Subject: Disc: Roger Bacon

Re: LINGUIST List: 13.3192

	In addition to the broader scope of major language awarness in
Bacon's times should be added the sense that the map of nations and
the divisions of language were much less monolithic than those refered
to in this discussion. He would have most probably had an awareness
of a wide range of brogues, patois, and creoles which he might have
considered different enough in structure as to have had their own
	For example, one of the complications of modern English is
that it is not only a mixture of many vocabularies but also of their
constituent grammars.
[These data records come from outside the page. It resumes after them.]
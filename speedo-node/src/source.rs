use std::path::PathBuf;

use async_trait::async_trait;
use speedo::{
    control::LaunchError,
    pipeline::{SampleSource, SourceFactory},
    types::RawTrackPoint,
};
use tokio::{
    fs::File,
    io::{AsyncBufReadExt, BufReader, Lines},
};
use tracing::warn;

/// Track points read from a file with one JSON object per line
pub struct JsonLinesSource {
    path: PathBuf,
    lines: Lines<BufReader<File>>,
}

impl JsonLinesSource {
    pub async fn open(path: PathBuf) -> std::io::Result<Self> {
        let file = File::open(&path).await?;
        Ok(Self {
            path,
            lines: BufReader::new(file).lines(),
        })
    }
}

#[async_trait]
impl SampleSource for JsonLinesSource {
    async fn next(&mut self) -> Option<RawTrackPoint> {
        loop {
            let line = match self.lines.next_line().await {
                Ok(Some(line)) => line,
                Ok(None) => return None,
                Err(e) => {
                    warn!(path = %self.path.display(), "Error reading source: {e}");
                    return None;
                }
            };
            if line.trim().is_empty() {
                continue;
            }
            match serde_json::from_str(&line) {
                Ok(point) => return Some(point),
                Err(e) => warn!(path = %self.path.display(), "Skipping unparsable line: {e}"),
            }
        }
    }
}

/// Opens the file given as START argument, or the default file
pub struct FileSources {
    default: Option<PathBuf>,
}

impl FileSources {
    pub fn new(default: Option<PathBuf>) -> Self {
        Self { default }
    }
}

#[async_trait]
impl SourceFactory for FileSources {
    async fn build(&self, args: Option<&str>) -> Result<Box<dyn SampleSource>, LaunchError> {
        let path = args
            .map(str::trim)
            .filter(|a| !a.is_empty())
            .map(PathBuf::from)
            .or_else(|| self.default.clone())
            .ok_or_else(|| LaunchError::InvalidArgs {
                target: "ingest".to_owned(),
                reason: "no source file given and no default configured".to_owned(),
            })?;
        Ok(Box::new(JsonLinesSource::open(path).await?))
    }
}
use serde::{Deserialize, Serialize};

use super::EventTime;

/// Instantaneous speed of one entity, emitted once per closed window
#[derive(Debug, Clone, PartialEq, Serialize, Deserialize)]
pub struct SpeedObservation {
    /// Entity the speed was observed for
    pub key: String,
    /// Speed over the window. Zero for windows with less than two samples or no movement
    pub metres_per_second: f64,
    /// Event time of the latest sample in the window, `0` if the speed is undefined
    pub at_time: EventTime,
}

impl SpeedObservation {
    /// An observation of an entity not moving or without enough data to tell
    pub fn stationary(key: impl Into<String>, at_time: EventTime) -> Self {
        Self {
            key: key.into(),
            metres_per_second: 0.0,
            at_time,
        }
    }

    /// True if the observation reports actual movement.
    /// Stationary observations are filtered before they reach the store.
    pub fn is_moving(&self) -> bool {
        self.metres_per_second > 0.0
    }
}
use chrono::DateTime;
use serde::{Deserialize, Serialize};
use thiserror::Error;

use super::EventTime;

/// A single timestamped position reading of one moving entity.
///
/// Samples are immutable once constructed. Use [PositionSample::new] for
/// values which are known to be valid and `PositionSample::try_from` to
/// validate a [RawTrackPoint] coming from the ingestion transport.
#[derive(Debug, Clone, PartialEq, Serialize, Deserialize)]
pub struct PositionSample {
    key: String,
    latitude_deg: f64,
    longitude_deg: f64,
    elevation: Option<f64>,
    event_time: EventTime,
}

impl PositionSample {
    /// Create a sample without elevation
    pub fn new(
        key: impl Into<String>,
        latitude_deg: f64,
        longitude_deg: f64,
        event_time: EventTime,
    ) -> Self {
        Self {
            key: key.into(),
            latitude_deg,
            longitude_deg,
            elevation: None,
            event_time,
        }
    }

    /// Attach an elevation in metres
    pub fn with_elevation(mut self, elevation: f64) -> Self {
        self.elevation = Some(elevation);
        self
    }

    /// Identity of the moving entity
    pub fn key(&self) -> &str {
        &self.key
    }

    /// Latitude in degrees
    pub fn latitude_deg(&self) -> f64 {
        self.latitude_deg
    }

    /// Longitude in degrees
    pub fn longitude_deg(&self) -> f64 {
        self.longitude_deg
    }

    /// Elevation in metres if the device reported one
    pub fn elevation(&self) -> Option<f64> {
        self.elevation
    }

    /// Event time in milliseconds since the unix epoch
    pub fn event_time(&self) -> EventTime {
        self.event_time
    }

    /// True if both samples have exactly the same latitude and longitude
    pub fn same_position(&self, other: &PositionSample) -> bool {
        self.latitude_deg == other.latitude_deg && self.longitude_deg == other.longitude_deg
    }
}

/// A track point as delivered by the ingestion transport.
///
/// All values are textual, mirroring the GPX `trkpt` element the points
/// originate from. `time` is an RFC 3339 timestamp.
#[derive(Debug, Clone, Default, PartialEq, Serialize, Deserialize)]
pub struct RawTrackPoint {
    /// Entity the point belongs to, usually the transport record key
    pub key: Option<String>,
    /// Latitude in degrees
    pub latitude: Option<String>,
    /// Longitude in degrees
    pub longitude: Option<String>,
    /// Elevation in metres
    pub elevation: Option<String>,
    /// RFC 3339 timestamp of the reading
    pub time: Option<String>,
}

/// A track point which can not be turned into a [PositionSample]
#[derive(Debug, Error, PartialEq)]
pub enum MalformedSampleError {
    #[error("Track point is missing required field `{0}`")]
    MissingField(&'static str),
    #[error("Field `{field}` is not a finite number: `{value}`")]
    NotANumber { field: &'static str, value: String },
    #[error("Latitude {0} is outside of [-90, 90]")]
    LatitudeOutOfRange(f64),
    #[error("Longitude {0} is outside of [-180, 180]")]
    LongitudeOutOfRange(f64),
    #[error("Cannot parse time `{value}`: {source}")]
    InvalidTime {
        value: String,
        #[source]
        source: chrono::ParseError,
    },
}

fn required<'a>(
    field: &'static str,
    value: &'a Option<String>,
) -> Result<&'a str, MalformedSampleError> {
    value
        .as_deref()
        .map(str::trim)
        .filter(|v| !v.is_empty())
        .ok_or(MalformedSampleError::MissingField(field))
}

fn parse_number(field: &'static str, value: &str) -> Result<f64, MalformedSampleError> {
    value
        .parse::<f64>()
        .ok()
        .filter(|x| x.is_finite())
        .ok_or_else(|| MalformedSampleError::NotANumber {
            field,
            value: value.to_owned(),
        })
}

impl TryFrom<RawTrackPoint> for PositionSample {
    type Error = MalformedSampleError;

    fn try_from(raw: RawTrackPoint) -> Result<Self, Self::Error> {
        let key = required("key", &raw.key)?;
        let latitude_deg = parse_number("latitude", required("latitude", &raw.latitude)?)?;
        if !(-90.0..=90.0).contains(&latitude_deg) {
            return Err(MalformedSampleError::LatitudeOutOfRange(latitude_deg));
        }
        let longitude_deg = parse_number("longitude", required("longitude", &raw.longitude)?)?;
        if !(-180.0..=180.0).contains(&longitude_deg) {
            return Err(MalformedSampleError::LongitudeOutOfRange(longitude_deg));
        }
        let time = required("time", &raw.time)?;
        let event_time = DateTime::parse_from_rfc3339(time)
            .map_err(|source| MalformedSampleError::InvalidTime {
                value: time.to_owned(),
                source,
            })?
            .timestamp_millis();
        // elevation is optional, but if given it must be a number
        let elevation = match raw.elevation.as_deref().map(str::trim) {
            None | Some("") => None,
            Some(ele) => Some(parse_number("elevation", ele)?),
        };

        Ok(Self {
            key: key.to_owned(),
            latitude_deg,
            longitude_deg,
            elevation,
            event_time,
        })
    }
}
It is possible to construct the same meaning
from a collection of Anglo-Saxon, Norman, Gaelic, or Cockney
isoglosses which would each be intelligible to most modern English
speakers but would also provide a comparative range of grammars. It
is also likely that some of the arguments over points of usage are
actually rooted in the mixing of grammatical constructs from mutliple
	But the initial premise is still in doubt. No matter how many
grammars are compared, it is still a streach to find them so similar.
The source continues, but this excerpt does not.